#### Problem Description:

In a chessboard composed of 2^k * 2^k squares, just one square is different from other squares. This square is called a special square, and the chessboard with a special square is called a special chessboard. When k ^ 4 is in different positions on the chessboard, there will be a special case, for example, when k ^ 4 is in different positions on the chessboard.

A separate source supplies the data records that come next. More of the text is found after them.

// src/config/engine.rs
use anyhow::{anyhow, Context, Result};
use serde::Deserialize;
use std::fs;
use std::path::{Path, PathBuf};

pub const ENV_ENGINE_CONFIG_PATH: &str = "ENGINE_CONFIG_PATH";
pub const DEFAULT_ENGINE_CONFIG_PATH: &str = "config/engine.toml";
pub const ENV_FEEDBACK_BASE_URL: &str = "ML_API_BASE_URL";

fn default_max_parallel() -> usize {
    4
}
fn default_connector_timeout_ms() -> u64 {
    8_000
}
fn default_crawl_deadline_ms() -> u64 {
    20_000
}
fn default_auto_interval_ms() -> i64 {
    60_000
}
fn default_session_idle_ttl_ms() -> u64 {
    30 * 60_000
}
fn default_curated_floor() -> f32 {
    40.0
}
fn default_feedback_capacity() -> usize {
    256
}
fn default_feedback_base_url() -> String {
    "http://localhost:8000".to_string()
}
fn default_catalog_path() -> PathBuf {
    PathBuf::from("config/catalog.json")
}

/// Rule scorer weights. Normalized by their sum, so only ratios matter.
#[derive(Debug, Clone, Copy, PartialEq, Deserialize)]
#[serde(default)]
pub struct RuleWeights {
    /// Profile tags found in the opportunity's tags.
    pub tag_overlap: f32,
    /// Profile tags found in the title.
    pub title_match: f32,
    /// Department / role found in title, tags or type.
    pub role_match: f32,
    /// Profile tags found in the company name.
    pub company_match: f32,
}

impl Default for RuleWeights {
    fn default() -> Self {
        Self {
            tag_overlap: 0.55,
            title_match: 0.25,
            role_match: 0.15,
            company_match: 0.05,
        }
    }
}

#[derive(Debug, Clone, Copy, PartialEq, Eq, Deserialize)]
#[serde(rename_all = "lowercase")]
pub enum ConnectorKind {
    Rss,
    Json,
}

#[derive(Debug, Clone, PartialEq, Eq, Deserialize)]
pub struct ConnectorCfg {
    pub kind: ConnectorKind,
    pub name: String,
    pub url: String,
}

#[derive(Debug, Clone, PartialEq, Deserialize)]
pub struct EngineConfig {
    #[serde(default = "default_max_parallel")]
    pub max_parallel: usize,
    #[serde(default = "default_connector_timeout_ms")]
    pub connector_timeout_ms: u64,
    #[serde(default = "default_crawl_deadline_ms")]
    pub crawl_deadline_ms: u64,
    #[serde(default = "default_auto_interval_ms")]
    pub auto_trigger_min_interval_ms: i64,
    /// Sessions untouched for this long are ended by the idle sweep. 0 disables it.
    #[serde(default = "default_session_idle_ttl_ms")]
    pub session_idle_ttl_ms: u64,
    #[serde(default = "default_curated_floor")]
    pub curated_score_floor: f32,
    #[serde(default = "default_feedback_capacity")]
    pub feedback_queue_capacity: usize,
    #[serde(default = "default_feedback_base_url")]
    pub feedback_base_url: String,
    #[serde(default = "default_catalog_path")]
    pub catalog_path: PathBuf,
    #[serde(default)]
    pub weights: RuleWeights,
    #[serde(default)]
    pub connectors: Vec<ConnectorCfg>,
}

impl Default for EngineConfig {
    fn default() -> Self {
        Self {
            max_parallel: default_max_parallel(),
            connector_timeout_ms: default_connector_timeout_ms(),
            crawl_deadline_ms: default_crawl_deadline_ms(),
            auto_trigger_min_interval_ms: default_auto_interval_ms(),
            session_idle_ttl_ms: default_session_idle_ttl_ms(),
            curated_score_floor: default_curated_floor(),
            feedback_queue_capacity: default_feedback_capacity(),
            feedback_base_url: default_feedback_base_url(),
            catalog_path: default_catalog_path(),
            weights: RuleWeights::default(),
            connectors: Vec::new(),
        }
    }
}

impl EngineConfig {
    pub fn load_from(path: &Path) -> Result<Self> {
        let s = fs::read_to_string(path)
            .with_context(|| format!("reading engine config from {}", path.display()))?;
        let mut cfg: EngineConfig =
            toml::from_str(&s).with_context(|| format!("parsing {}", path.display()))?;
        cfg.sanitize();
        Ok(cfg)
    }

    /// 1) $ENGINE_CONFIG_PATH  2) config/engine.toml  3) built-in defaults.
    /// `ML_API_BASE_URL` overrides the feedback endpoint in every case.
    pub fn load_default() -> Result<Self> {
        let mut cfg = if let Ok(p) = std::env::var(ENV_ENGINE_CONFIG_PATH) {
            let pb = PathBuf::from(p);
            if !pb.exists() {
                return Err(anyhow!("ENGINE_CONFIG_PATH points to non-existent path"));
            }
            Self::load_from(&pb)?
        } else {
            let p = PathBuf::from(DEFAULT_ENGINE_CONFIG_PATH);
            if p.exists() {
                Self::load_from(&p)?
            } else {
                Self::default()
            }
        };
        if let Ok(url) = std::env::var(ENV_FEEDBACK_BASE_URL) {
            if !url.trim().is_empty() {
                cfg.feedback_base_url = url.trim().to_string();
            }
        }
        Ok(cfg)
    }

    fn sanitize(&mut self) {
        self.max_parallel = self.max_parallel.max(1);
        self.feedback_queue_capacity = self.feedback_queue_capacity.max(1);
        self.auto_trigger_min_interval_ms = self.auto_trigger_min_interval_ms.max(0);
        if !(0.0..=100.0).contains(&self.curated_score_floor) {
            self.curated_score_floor = default_curated_floor();
        }
        let w = &mut self.weights;
        for x in [
            &mut w.tag_overlap,
            &mut w.title_match,
            &mut w.role_match,
            &mut w.company_match,
        ] {
            if !x.is_finite() || *x < 0.0 {
                *x = 0.0;
            }
        }
        self.connectors.retain(|c| !c.url.trim().is_empty());
    }
}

In the chessboard covering problem, four different forms of L-shaped dominoes are used to cover all squares of the special square in the special chessboard, and any two dominoes cannot have any overlap. Therefore, in any 2^k × In the special chessboard of 2^k, the number of L-shaped dominoes to be used is exactly (4^k-1) / 3.

(because 2^k × There are 4^k squares in the 2^k chessboard. Except for the special squares, the remaining squares to be covered are (4^k-1), and each L-shaped dominoes occupies 3 squares, so the number of dominoes required is (4^k - 1) / 3)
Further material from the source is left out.